→ **Work to be completed**
Among the entries below, find every line that contains the string "OperationResolver", then copy it.

### Data records

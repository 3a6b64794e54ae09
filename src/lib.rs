//! ZGW Client
//!
//! Resource-oriented client for OpenAPI-described REST APIs whose operation
//! ids follow the `{resource}_{action}` convention.
//!
//! A CRUD call on a named resource is routed through the service's OpenAPI
//! document when one can be loaded, and inferred from the operation id
//! otherwise.
//!
//! # Example
//!
//! ```
//! use zgw_client::{OperationResolver, PathParams};
//!
//! // No schema bound: the route is inferred.
//! let resolver = OperationResolver::new(None);
//! let op = resolver
//!     .resolve_operation("zaak_read", &PathParams::uuid("123"))
//!     .unwrap();
//!
//! assert_eq!(op.path, "zaken/123");
//! assert_eq!(op.method, "GET");
//! ```
//!
//! # Inferred Routes
//!
//! | Action           | Method   | Path               |
//! |------------------|----------|--------------------|
//! | `list`           | `GET`    | `{plural}`         |
//! | `read`/`retrieve`| `GET`    | `{plural}/{uuid}`  |
//! | `create`         | `POST`   | `{plural}`         |
//! | `update`         | `PUT`    | `{plural}/{uuid}`  |
//! | `partial_update` | `PATCH`  | `{plural}/{uuid}`  |
//! | `delete`         | `DELETE` | `{plural}/{uuid}`  |
//!
//! # Errors
//!
//! Every operation returns [`ClientError`]. HTTP failures carry the parsed
//! error body:
//! ```json
//! { "status": 404, "body": { "detail": "Niet gevonden." } }
//! ```

mod auth;
mod client;
mod crud;
mod error;
mod executor;
mod loader;
mod normalize;
mod pluralize;
mod registry;
mod resolver;
mod response;
mod schema;
mod transport;
mod types;

pub use auth::{ApiToken, AuthAdapter, BasicAuth, BearerToken, NoAuth, StaticHeaders};
pub use client::{Client, ClientBuilder};
pub use crud::{PartialUpdate, ResourceCrud, ResourceRef};
pub use error::{ClientError, LoadError, TransportError};
pub use executor::{OperationExecutor, RequestOptions};
pub use loader::{
    load_schema_file, load_schema_str, load_schema_url, resolve_schema_name, ExecutionMode,
    LoaderConfig, SchemaLoader, SchemaSource, DEFAULT_TIMEOUT, MODE_ENV_VAR,
};
pub use normalize::{is_full_url, join_path, UrlNormalizer};
pub use pluralize::{pluralize, singularize, Pluralizer, IRREGULAR_PLURALS};
pub use registry::SchemaRegistry;
pub use resolver::{
    split_operation_id, substitute_path_params, OperationResolver, Resolution, ResolvedOperation,
};
pub use response::{handle_response, parse_body};
pub use schema::Schema;
pub use transport::{Transport, TransportRequest, TransportResponse};
pub use types::{
    query_pairs, Action, ApiType, HttpMethod, OperationDescriptor, PathParams, QueryParams,
    QueryValue, Service,
};

#[cfg(feature = "remote")]
pub use transport::ReqwestTransport;
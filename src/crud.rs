//! Resource-level CRUD façade.
//!
//! Each method issues exactly one request. Item routes come from, in order:
//! an explicit URL, the resolver (schema or inference), and for partial
//! updates a naive `{resource}/{uuid}` path. A resolved path that still has
//! an unfilled `{placeholder}` is never sent.

use serde_json::{Map, Value};

use crate::error::ClientError;
use crate::executor::{OperationExecutor, RequestOptions};
use crate::normalize::{join_path, UrlNormalizer};
use crate::resolver::{OperationResolver, Resolution, ResolvedOperation};
use crate::types::{Action, HttpMethod, PathParams, QueryParams};

/// How a single resource is addressed.
#[derive(Debug, Clone, PartialEq, Eq)]
pub enum ResourceRef {
    /// Full URL or relative path, normalized against the base URL.
    Url(String),
    /// Value for the `{uuid}` placeholder.
    Uuid(String),
    /// Arbitrary path parameters, for nested routes.
    Params(PathParams),
}

impl ResourceRef {
    pub fn url(url: impl Into<String>) -> Self {
        ResourceRef::Url(url.into())
    }

    pub fn uuid(uuid: impl Into<String>) -> Self {
        ResourceRef::Uuid(uuid.into())
    }

    pub fn params(params: impl Into<PathParams>) -> Self {
        ResourceRef::Params(params.into())
    }

    fn path_params(&self) -> PathParams {
        match self {
            ResourceRef::Url(_) => PathParams::new(),
            ResourceRef::Uuid(uuid) => PathParams::uuid(uuid.as_str()),
            ResourceRef::Params(params) => params.clone(),
        }
    }
}

/// Arguments of a partial update.
///
/// Fields set with [`field`](Self::field) are merged over `data` and win on
/// key collisions.
#[derive(Debug, Clone, Default)]
pub struct PartialUpdate {
    data: Option<Value>,
    target: Option<ResourceRef>,
    parent: Option<(String, String)>,
    fields: Map<String, Value>,
}

impl PartialUpdate {
    pub fn new() -> Self {
        Self::default()
    }

    pub fn data(mut self, data: Value) -> Self {
        self.data = Some(data);
        self
    }

    pub fn url(self, url: impl Into<String>) -> Self {
        self.target(ResourceRef::url(url))
    }

    pub fn uuid(self, uuid: impl Into<String>) -> Self {
        self.target(ResourceRef::uuid(uuid))
    }

    pub fn target(mut self, target: ResourceRef) -> Self {
        self.target = Some(target);
        self
    }

    /// Nest the resource one level below `parent` (e.g. `zaak`) with id `uuid`.
    ///
    /// Schema routes get `{<parent>_uuid}` filled in; inferred routes are
    /// prefixed with `<parents>/<uuid>/`.
    pub fn parent(mut self, parent: impl Into<String>, uuid: impl Into<String>) -> Self {
        self.parent = Some((parent.into(), uuid.into()));
        self
    }

    pub fn field(mut self, name: impl Into<String>, value: impl Into<Value>) -> Self {
        self.fields.insert(name.into(), value.into());
        self
    }

    fn body(&self) -> Value {
        match &self.data {
            Some(Value::Object(data)) => {
                let mut body = data.clone();
                body.extend(self.fields.clone());
                Value::Object(body)
            }
            Some(other) if self.fields.is_empty() => other.clone(),
            _ => Value::Object(self.fields.clone()),
        }
    }
}

/// Whether `path` still contains a `{name}` placeholder.
fn has_placeholder(path: &str) -> bool {
    path.find('{').is_some_and(|open| path[open..].contains('}'))
}

fn filled(operation_id: &str, op: ResolvedOperation) -> Result<ResolvedOperation, ClientError> {
    if has_placeholder(&op.path) {
        tracing::debug!(operation_id, path = %op.path, "missing path parameters");
        return Err(ClientError::UnresolvableOperation {
            operation_id: operation_id.to_string(),
        });
    }
    Ok(op)
}

/// CRUD operations on named resources.
#[derive(Debug, Clone)]
pub struct ResourceCrud {
    resolver: OperationResolver,
    executor: OperationExecutor,
    normalizer: UrlNormalizer,
}

impl ResourceCrud {
    pub fn new(
        resolver: OperationResolver,
        executor: OperationExecutor,
        normalizer: UrlNormalizer,
    ) -> Self {
        Self {
            resolver,
            executor,
            normalizer,
        }
    }

    pub fn resolver(&self) -> &OperationResolver {
        &self.resolver
    }

    pub fn executor(&self) -> &OperationExecutor {
        &self.executor
    }

    pub fn normalizer(&self) -> &UrlNormalizer {
        &self.normalizer
    }

    fn resolve(
        &self,
        resource: &str,
        action: Action,
        params: &PathParams,
    ) -> Result<ResolvedOperation, ClientError> {
        let operation_id = format!("{resource}_{}", action.suffix());
        let op = self.resolver.resolve_operation(&operation_id, params)?;
        filled(&operation_id, op)
    }

    /// Path and query for an item route.
    fn route(
        &self,
        resource: &str,
        action: Action,
        target: &ResourceRef,
    ) -> Result<(String, QueryParams), ClientError> {
        match target {
            ResourceRef::Url(url) => Ok(self.normalizer.extract_query_params(url)),
            _ => {
                let op = self.resolve(resource, action, &target.path_params())?;
                Ok((op.path, QueryParams::new()))
            }
        }
    }

    /// Execute an operation by id.
    ///
    /// # Errors
    ///
    /// Returns `ClientError` if the operation can't be resolved, a path
    /// parameter is missing, or the call fails.
    pub fn operation(
        &self,
        operation_id: &str,
        params: &PathParams,
        options: RequestOptions,
    ) -> Result<Value, ClientError> {
        let op = filled(
            operation_id,
            self.resolver.resolve_operation(operation_id, params)?,
        )?;
        self.executor.execute(&op.method, &op.path, options)
    }

    /// GET the collection of `resource`.
    ///
    /// # Errors
    ///
    /// Returns `ClientError` on resolution or HTTP failure.
    pub fn list(&self, resource: &str, query: Option<&QueryParams>) -> Result<Value, ClientError> {
        let op = self.resolve(resource, Action::List, &PathParams::new())?;
        let options = RequestOptions::new().params(query.cloned().unwrap_or_default());
        self.executor.execute(HttpMethod::Get.as_str(), &op.path, options)
    }

    /// GET a single resource.
    ///
    /// A query string on a URL target is sent along.
    ///
    /// # Errors
    ///
    /// Returns `ClientError` on resolution or HTTP failure.
    pub fn retrieve(&self, resource: &str, target: &ResourceRef) -> Result<Value, ClientError> {
        let (path, query) = self.route(resource, Action::Read, target)?;
        self.executor
            .execute(HttpMethod::Get.as_str(), &path, RequestOptions::new().params(query))
    }

    /// POST a new resource.
    ///
    /// # Errors
    ///
    /// Returns `ClientError` on resolution or HTTP failure.
    pub fn create(&self, resource: &str, data: &Value) -> Result<Value, ClientError> {
        let op = self.resolve(resource, Action::Create, &PathParams::new())?;
        self.executor.execute(
            HttpMethod::Post.as_str(),
            &op.path,
            RequestOptions::new().data(data.clone()),
        )
    }

    /// PUT a full replacement.
    ///
    /// # Errors
    ///
    /// Returns `ClientError` on resolution or HTTP failure.
    pub fn update(
        &self,
        resource: &str,
        data: &Value,
        target: &ResourceRef,
    ) -> Result<Value, ClientError> {
        let (path, query) = self.route(resource, Action::Update, target)?;
        self.executor.execute(
            HttpMethod::Put.as_str(),
            &path,
            RequestOptions::new().data(data.clone()).params(query),
        )
    }

    /// PATCH selected fields.
    ///
    /// # Errors
    ///
    /// Returns `ClientError` on HTTP failure, or `UnresolvableOperation` when
    /// the resolved route needs a parameter the update doesn't carry (no
    /// target given). A resource that can't be resolved at all falls back to
    /// the naive `{resource}/{uuid}` path instead of erroring.
    pub fn partial_update(
        &self,
        resource: &str,
        update: PartialUpdate,
    ) -> Result<Value, ClientError> {
        let (path, query) = self.partial_update_route(resource, &update)?;
        self.executor.execute(
            HttpMethod::Patch.as_str(),
            &path,
            RequestOptions::new().data(update.body()).params(query),
        )
    }

    fn partial_update_route(
        &self,
        resource: &str,
        update: &PartialUpdate,
    ) -> Result<(String, QueryParams), ClientError> {
        if let Some(ResourceRef::Url(url)) = &update.target {
            return Ok(self.normalizer.extract_query_params(url));
        }

        let mut params = update
            .target
            .as_ref()
            .map(ResourceRef::path_params)
            .unwrap_or_default();
        if let Some((parent, parent_uuid)) = &update.parent {
            params.insert(format!("{parent}_uuid"), parent_uuid.as_str());
        }

        let operation_id = format!("{resource}_{}", Action::PartialUpdate.suffix());
        let path = match self.resolver.resolve(&operation_id, &params) {
            Resolution::SchemaResolved(op) => filled(&operation_id, op)?.path,
            Resolution::Inferred(op) => {
                let op = filled(&operation_id, op)?;
                match &update.parent {
                    Some((parent, parent_uuid)) => {
                        let parents = self.resolver.pluralizer().pluralize(parent);
                        join_path(&[parents.as_str(), parent_uuid.as_str(), op.path.as_str()])
                    }
                    None => op.path,
                }
            }
            Resolution::Unresolved => {
                tracing::debug!(resource, "partial update route unresolved, using naive path");
                join_path(&[resource, params.get("uuid").unwrap_or_default()])
            }
        };
        Ok((path, QueryParams::new()))
    }

    /// DELETE a resource. Without a target the bare resource path is used.
    ///
    /// # Errors
    ///
    /// Returns `ClientError` on resolution or HTTP failure.
    pub fn delete(&self, resource: &str, target: Option<&ResourceRef>) -> Result<(), ClientError> {
        let (path, query) = match target {
            Some(target) => self.route(resource, Action::Delete, target)?,
            None => (resource.to_string(), QueryParams::new()),
        };
        self.executor.execute(
            HttpMethod::Delete.as_str(),
            &path,
            RequestOptions::new().params(query),
        )?;
        Ok(())
    }
}
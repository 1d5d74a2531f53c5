//! Program document model and loader.
//!
//! Parses the structured IR document (root `program`, ordered `instruction`
//! children, positional `argN` children) into an in-memory [`Program`] and
//! performs the document-integrity check of spec.md §4.5. This is the one
//! module in the crate without a direct teacher counterpart — the
//! teacher's "document" is source text run through its own lexer/parser,
//! which is out of scope here (see DESIGN.md).

use std::collections::HashMap;

use quick_xml::events::Event;
use quick_xml::reader::Reader;

use crate::errors::DocumentError;
use crate::frame::VarRef;
use crate::value::decode_string_escapes;

/// One positional argument, already decoded to its runtime representation.
#[derive(Debug, Clone, PartialEq)]
pub enum Argument {
    Var(VarRef),
    Int(i64),
    Str(String),
    Bool(bool),
    Nil,
    Label(String),
    /// A type-name literal, as used by `READ`'s second argument.
    Type(String),
}

#[derive(Debug, Clone)]
pub struct Instruction {
    pub order: i64,
    pub opcode: String,
    pub args: Vec<Argument>,
}

impl Instruction {
    /// The sole label-name argument of a `LABEL` instruction, if any.
    pub fn label_name(&self) -> Option<&str> {
        match self.args.first() {
            Some(Argument::Label(name)) => Some(name.as_str()),
            _ => None,
        }
    }
}

#[derive(Debug, Clone, Default)]
pub struct Program {
    pub instructions: Vec<Instruction>,
}

/// A bare element of the raw XML tree, before any integrity checking.
struct RawElement {
    tag: String,
    attrs: HashMap<String, String>,
    text: Option<String>,
    children: Vec<RawElement>,
}

fn parse_xml_tree(xml_text: &str) -> Result<RawElement, DocumentError> {
    let mut reader = Reader::from_str(xml_text);
    reader.config_mut().trim_text(true);

    let mut stack: Vec<RawElement> = Vec::new();
    let mut root: Option<RawElement> = None;
    let mut buf = Vec::new();

    loop {
        match reader.read_event_into(&mut buf).map_err(|e| DocumentError::NotWellFormed(e.to_string()))? {
            Event::Start(e) => {
                let tag = String::from_utf8_lossy(e.name().as_ref()).to_string();
                let mut attrs = HashMap::new();
                for attr in e.attributes() {
                    let attr = attr.map_err(|e| DocumentError::NotWellFormed(e.to_string()))?;
                    let key = String::from_utf8_lossy(attr.key.as_ref()).to_string();
                    let value = attr
                        .decode_and_unescape_value(reader.decoder())
                        .map_err(|e| DocumentError::NotWellFormed(e.to_string()))?
                        .to_string();
                    attrs.insert(key, value);
                }
                stack.push(RawElement { tag, attrs, text: None, children: Vec::new() });
            }
            Event::Empty(e) => {
                let tag = String::from_utf8_lossy(e.name().as_ref()).to_string();
                let mut attrs = HashMap::new();
                for attr in e.attributes() {
                    let attr = attr.map_err(|e| DocumentError::NotWellFormed(e.to_string()))?;
                    let key = String::from_utf8_lossy(attr.key.as_ref()).to_string();
                    let value = attr
                        .decode_and_unescape_value(reader.decoder())
                        .map_err(|e| DocumentError::NotWellFormed(e.to_string()))?
                        .to_string();
                    attrs.insert(key, value);
                }
                let elem = RawElement { tag, attrs, text: None, children: Vec::new() };
                attach(&mut stack, &mut root, elem)?;
            }
            Event::Text(e) => {
                let text = e.unescape().map_err(|e| DocumentError::NotWellFormed(e.to_string()))?.to_string();
                if let Some(top) = stack.last_mut() {
                    top.text = Some(text);
                }
            }
            Event::End(_) => {
                let elem = stack.pop().ok_or_else(|| DocumentError::NotWellFormed("unbalanced tags".to_string()))?;
                attach(&mut stack, &mut root, elem)?;
            }
            Event::Eof => break,
            _ => {}
        }
        buf.clear();
    }

    root.ok_or_else(|| DocumentError::NotWellFormed("empty document".to_string()))
}

fn attach(stack: &mut Vec<RawElement>, root: &mut Option<RawElement>, elem: RawElement) -> Result<(), DocumentError> {
    if let Some(parent) = stack.last_mut() {
        parent.children.push(elem);
    } else if root.is_none() {
        *root = Some(elem);
    } else {
        return Err(DocumentError::NotWellFormed("multiple root elements".to_string()));
    }
    Ok(())
}

/// Decode one `argN` element into its runtime [`Argument`].
fn decode_argument(elem: &RawElement) -> Result<Argument, DocumentError> {
    let ty = elem
        .attrs
        .get("type")
        .ok_or_else(|| DocumentError::Syntactic("argument missing 'type' attribute".to_string()))?;
    let text = elem.text.clone().unwrap_or_default();

    match ty.as_str() {
        "var" => VarRef::parse(&text)
            .map(Argument::Var)
            .ok_or_else(|| DocumentError::Syntactic(format!("malformed variable reference '{text}'"))),
        "int" => text
            .trim()
            .parse::<i64>()
            .map(Argument::Int)
            .map_err(|_| DocumentError::Syntactic(format!("'{text}' is not a valid integer literal"))),
        "string" => Ok(Argument::Str(decode_string_escapes(&text))),
        "bool" => match text.as_str() {
            "true" => Ok(Argument::Bool(true)),
            "false" => Ok(Argument::Bool(false)),
            other => Err(DocumentError::Syntactic(format!("'{other}' is not a valid bool literal"))),
        },
        "nil" => Ok(Argument::Nil),
        "label" => Ok(Argument::Label(text)),
        "type" => Ok(Argument::Type(text)),
        other => Err(DocumentError::Syntactic(format!("unknown argument type '{other}'"))),
    }
}

/// Validate one instruction's children: names must be `arg1`, `arg2`, ...
/// in ascending order once sorted lexicographically by tag name (spec.md
/// §4.5 — matching the reference's `sorted(instruction, key=tag)` pass).
fn decode_instruction_args(children: &[RawElement]) -> Result<Vec<Argument>, DocumentError> {
    let mut sorted: Vec<&RawElement> = children.iter().collect();
    sorted.sort_by(|a, b| a.tag.cmp(&b.tag));

    let mut args = Vec::with_capacity(sorted.len());
    for (i, child) in sorted.iter().enumerate() {
        let expected = format!("arg{}", i + 1);
        if child.tag != expected {
            return Err(DocumentError::Syntactic(format!(
                "expected argument element '{expected}', found '{}'",
                child.tag
            )));
        }
        args.push(decode_argument(child)?);
    }
    Ok(args)
}

/// Parse and integrity-check the document, producing the order-sorted
/// instruction sequence that forms the execution program.
pub fn load_program(xml_text: &str) -> Result<Program, DocumentError> {
    let root = parse_xml_tree(xml_text)?;

    if root.tag != "program" {
        return Err(DocumentError::Syntactic(format!("root element must be 'program', found '{}'", root.tag)));
    }

    let mut seen_orders = std::collections::HashSet::new();
    let mut instructions = Vec::with_capacity(root.children.len());

    for elem in &root.children {
        if elem.tag != "instruction" {
            return Err(DocumentError::Syntactic(format!("expected 'instruction' element, found '{}'", elem.tag)));
        }
        let order_text = elem
            .attrs
            .get("order")
            .ok_or_else(|| DocumentError::Syntactic("instruction missing 'order' attribute".to_string()))?;
        let order: i64 = order_text
            .parse()
            .map_err(|_| DocumentError::Syntactic(format!("'{order_text}' is not a valid instruction order")))?;
        if order <= 0 {
            return Err(DocumentError::Syntactic(format!("instruction order {order} must be positive")));
        }
        if !seen_orders.insert(order) {
            return Err(DocumentError::Syntactic(format!("duplicate instruction order {order}")));
        }

        let opcode = elem
            .attrs
            .get("opcode")
            .ok_or_else(|| DocumentError::Syntactic("instruction missing 'opcode' attribute".to_string()))?;
        if opcode.is_empty() {
            return Err(DocumentError::Syntactic("instruction opcode must not be empty".to_string()));
        }

        let args = decode_instruction_args(&elem.children)?;
        instructions.push(Instruction { order, opcode: opcode.to_uppercase(), args });
    }

    instructions.sort_by_key(|inst| inst.order);
    Ok(Program { instructions })
}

######

→ **Exercise output**
//! use zgw_client::{OperationResolver, PathParams};
//! let resolver = OperationResolver::new(None);
    split_operation_id, substitute_path_params, OperationResolver, Resolution, ResolvedOperation,
use crate::resolver::{OperationResolver, Resolution, ResolvedOperation};
    resolver: OperationResolver,
        resolver: OperationResolver,
    pub fn resolver(&self) -> &OperationResolver {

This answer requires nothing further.